WORK TO COMPLETE: Using the material below, copy every line where "GearSelector" appears.
┌──
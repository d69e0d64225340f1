//! Gear selector — period-wise choice of the active gear and the single
//! committed ledger.
//!
//! The feed is split into fixed-length periods. At each period boundary
//! the selector either replays a scripted choice or greedily what-if
//! simulates every candidate over the period, seeded from the committed
//! boundary state, and keeps the best ending score. The chosen gear's
//! bars are then replayed for real against the committed ledger through
//! the *same* step function the what-if used, so commit and evaluation
//! agree bit-for-bit.
//!
//! What-if ledgers are private copies; the committed ledger has exactly
//! one writer. A `partial_run` cutoff skips the tail periods entirely,
//! which is what makes prefix scoring cheap for the path search.

use rand::seq::SliceRandom;
use std::ops::Range;
use thiserror::Error;

use crate::domain::{Bar, BarOutcome, LedgerState};
use crate::gear::TrendTrace;
use crate::rng::SeedHierarchy;

/// Errors from selector construction or a selector run.
#[derive(Debug, Error)]
pub enum SelectorError {
    #[error("scripted sequence has no gear for period {period} (length {len}, no fallback)")]
    SequenceExhausted { period: usize, len: usize },

    #[error("gear index {index} out of range for {count} candidates (period {period})")]
    GearIndexOutOfRange {
        index: usize,
        count: usize,
        period: usize,
    },

    #[error("bar feed is empty")]
    EmptyFeed,

    #[error("no candidate gears configured")]
    NoGears,

    #[error("period length must be >= 1")]
    InvalidPeriod,

    #[error("gear {gear} trace length {trace_len} does not match feed length {feed_len}")]
    TraceLengthMismatch {
        gear: usize,
        trace_len: usize,
        feed_len: usize,
    },
}

/// A scripted sequence of gear choices, one per period.
///
/// The optional fallback replaces the original's infinite default
/// generator: once explicit choices run out, `gear_at` yields the
/// fallback instead of iterating forever. Without a fallback, running
/// past the end is a configuration error.
#[derive(Debug, Clone, PartialEq, Eq)]
pub struct GearScript {
    choices: Vec<usize>,
    fallback: Option<usize>,
}

impl GearScript {
    pub fn new(choices: Vec<usize>) -> Self {
        Self {
            choices,
            fallback: None,
        }
    }

    pub fn with_fallback(choices: Vec<usize>, fallback: usize) -> Self {
        Self {
            choices,
            fallback: Some(fallback),
        }
    }

    /// Script that picks the same gear for every period.
    pub fn constant(gear: usize) -> Self {
        Self::with_fallback(Vec::new(), gear)
    }

    pub fn len(&self) -> usize {
        self.choices.len()
    }

    pub fn is_empty(&self) -> bool {
        self.choices.is_empty()
    }

    /// Gear for `period`, or `None` when the script is exhausted and no
    /// fallback is configured.
    pub fn gear_at(&self, period: usize) -> Option<usize> {
        self.choices.get(period).copied().or(self.fallback)
    }
}

/// How the selector picks a gear at each period boundary.
#[derive(Debug, Clone, PartialEq, Eq)]
pub enum SelectionMode {
    /// Simulate every candidate over the period and keep the best score.
    Greedy,
    /// Replay a predetermined sequence.
    Scripted(GearScript),
}

#[derive(Debug, Clone)]
pub struct SelectorConfig {
    /// Bars per period. The final period of a bounded feed may be shorter.
    pub period: usize,
    pub mode: SelectionMode,
    /// Process only the first N periods; `None` runs the whole feed.
    pub partial_run: Option<usize>,
    /// Master seed for the greedy evaluation-order shuffle.
    pub seed: u64,
}

impl SelectorConfig {
    pub fn greedy(period: usize, seed: u64) -> Self {
        Self {
            period,
            mode: SelectionMode::Greedy,
            partial_run: None,
            seed,
        }
    }

    pub fn scripted(period: usize, script: GearScript) -> Self {
        Self {
            period,
            mode: SelectionMode::Scripted(script),
            partial_run: None,
            seed: 0,
        }
    }

    pub fn with_partial_run(mut self, periods: usize) -> Self {
        self.partial_run = Some(periods);
        self
    }
}

/// Result of a selector run: the committed ledger plus per-period choices.
#[derive(Debug, Clone)]
pub struct SelectorRun {
    /// One outcome row per committed bar.
    pub ledger: Vec<BarOutcome>,
    /// Chosen gear per processed period (`None` = no viable candidate).
    pub choices: Vec<Option<usize>>,
}

impl SelectorRun {
    /// Score at the cutoff bar: realized profit plus mark-to-market.
    pub fn score(&self) -> f64 {
        match self.ledger.last() {
            Some(row) => row.gross_profit + row.position_value,
            None => 0.0,
        }
    }

    pub fn final_state(&self) -> LedgerState {
        self.ledger
            .last()
            .map(|row| row.state())
            .unwrap_or_else(LedgerState::flat)
    }
}

/// Single-bar ledger transition, shared verbatim by what-if evaluation
/// and the committed replay.
///
/// The ledger is synced to the gear's precomputed standalone trace: the
/// trace going long while the ledger is flat is a buy, the trace going
/// flat while the ledger is long is a sell, and no gear at all closes any
/// open position. Fills and mark-to-market use the bar close.
fn step<T: TrendTrace>(
    bars: &[Bar],
    index: usize,
    gear: Option<(usize, &T)>,
    state: LedgerState,
) -> (LedgerState, BarOutcome) {
    let close = bars[index].close;
    let mut next = state;
    let mut buy_price = f64::NAN;
    let mut sell_price = f64::NAN;

    match gear {
        None => {
            if next.open_size > 0 {
                next.gross_profit += (close - next.open_price) * next.open_size as f64;
                next.open_size = 0;
                next.open_price = 0.0;
                sell_price = close;
            }
        }
        Some((_, trace)) => {
            let target = trace.open_size(index);
            if target > next.open_size && next.open_size == 0 {
                next.open_size = target;
                next.open_price = close;
                buy_price = close;
            } else if target < next.open_size && next.open_size > 0 {
                next.gross_profit += (close - next.open_price) * next.open_size as f64;
                next.open_size = 0;
                next.open_price = 0.0;
                sell_price = close;
            }
        }
    }

    if let Some((_, trace)) = gear {
        debug_assert!(
            next.is_well_formed(trace.position_size()),
            "ledger shape violated at bar {index}: {next:?}"
        );
    }

    let outcome = BarOutcome {
        gear: gear.map(|(index, _)| index),
        active_price: gear
            .map(|(_, trace)| trace.active_price(index))
            .unwrap_or(f64::NAN),
        buy_price,
        sell_price,
        open_size: next.open_size,
        open_price: next.open_price,
        gross_profit: next.gross_profit,
        position_value: next.position_value(close),
    };

    (next, outcome)
}

/// Fold `step` over a bar range from a seed state. Returns the ending
/// state and the last bar's mark-to-market — together they make the
/// period score.
fn simulate_span<T: TrendTrace>(
    bars: &[Bar],
    range: Range<usize>,
    gear: Option<(usize, &T)>,
    mut state: LedgerState,
) -> (LedgerState, f64) {
    let mut last_value = 0.0;
    for i in range {
        let (next, outcome) = step(bars, i, gear, state);
        state = next;
        last_value = outcome.position_value;
    }
    (state, last_value)
}

/// Period-wise gear selection over a bar feed.
#[derive(Debug)]
pub struct GearSelector<'a, T: TrendTrace> {
    bars: &'a [Bar],
    gears: &'a [T],
    config: SelectorConfig,
    seeds: SeedHierarchy,
}

impl<'a, T: TrendTrace> GearSelector<'a, T> {
    pub fn new(bars: &'a [Bar], gears: &'a [T], config: SelectorConfig) -> Result<Self, SelectorError> {
        if bars.is_empty() {
            return Err(SelectorError::EmptyFeed);
        }
        if gears.is_empty() {
            return Err(SelectorError::NoGears);
        }
        if config.period == 0 {
            return Err(SelectorError::InvalidPeriod);
        }
        for (index, gear) in gears.iter().enumerate() {
            if gear.len() != bars.len() {
                return Err(SelectorError::TraceLengthMismatch {
                    gear: index,
                    trace_len: gear.len(),
                    feed_len: bars.len(),
                });
            }
        }
        let seeds = SeedHierarchy::new(config.seed);
        Ok(Self {
            bars,
            gears,
            config,
            seeds,
        })
    }

    /// Number of periods in the full feed (the last may be short).
    pub fn period_count(&self) -> usize {
        self.bars.len().div_ceil(self.config.period)
    }

    /// Run selection and commit the ledger period by period.
    pub fn run(&self) -> Result<SelectorRun, SelectorError> {
        let total = self.period_count();
        let limit = match self.config.partial_run {
            Some(cut) => cut.min(total),
            None => total,
        };

        let mut ledger: Vec<BarOutcome> = Vec::with_capacity(limit * self.config.period);
        let mut choices = Vec::with_capacity(limit);
        let mut state = LedgerState::flat();

        for period in 0..limit {
            let range = self.period_range(period);
            let choice = self.choose(period, range.clone(), state)?;
            let gear = choice.map(|index| (index, &self.gears[index]));

            for i in range {
                let (next, outcome) = step(self.bars, i, gear, state);
                state = next;
                ledger.push(outcome);
            }
            choices.push(choice);
        }

        Ok(SelectorRun { ledger, choices })
    }

    fn period_range(&self, period: usize) -> Range<usize> {
        let start = period * self.config.period;
        let end = (start + self.config.period).min(self.bars.len());
        start..end
    }

    fn choose(
        &self,
        period: usize,
        range: Range<usize>,
        seed_state: LedgerState,
    ) -> Result<Option<usize>, SelectorError> {
        match &self.config.mode {
            SelectionMode::Scripted(script) => {
                let index =
                    script
                        .gear_at(period)
                        .ok_or_else(|| SelectorError::SequenceExhausted {
                            period,
                            len: script.len(),
                        })?;
                if index >= self.gears.len() {
                    return Err(SelectorError::GearIndexOutOfRange {
                        index,
                        count: self.gears.len(),
                        period,
                    });
                }
                Ok(Some(index))
            }
            SelectionMode::Greedy => Ok(self.choose_greedy(period, range, seed_state)),
        }
    }

    /// What-if simulate every candidate over the period, in a shuffled
    /// order, each from its own copy of the committed boundary state.
    ///
    /// Strict `>` keeps the first-seen candidate under the shuffled order
    /// on exact ties; the per-period sub-seed makes the tie-break
    /// reproducible. NaN scores are never winners; if no candidate scores
    /// finite, the period runs with no gear at all.
    fn choose_greedy(
        &self,
        period: usize,
        range: Range<usize>,
        seed_state: LedgerState,
    ) -> Option<usize> {
        let mut order: Vec<usize> = (0..self.gears.len()).collect();
        let mut rng = self.seeds.rng_for("greedy-period", period as u64);
        order.shuffle(&mut rng);

        let mut best: Option<(f64, usize)> = None;
        for index in order {
            let gear = Some((index, &self.gears[index]));
            let (state, last_value) = simulate_span(self.bars, range.clone(), gear, seed_state);
            let score = state.gross_profit + last_value;
            if score.is_nan() {
                continue;
            }
            best = match best {
                None => Some((score, index)),
                Some((top, _)) if score > top => Some((score, index)),
                keep => keep,
            };
        }
        best.map(|(_, index)| index)
    }
}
└──
EXERCISE RESULT:
pub struct GearSelector<'a, T: TrendTrace> {
impl<'a, T: TrendTrace> GearSelector<'a, T> {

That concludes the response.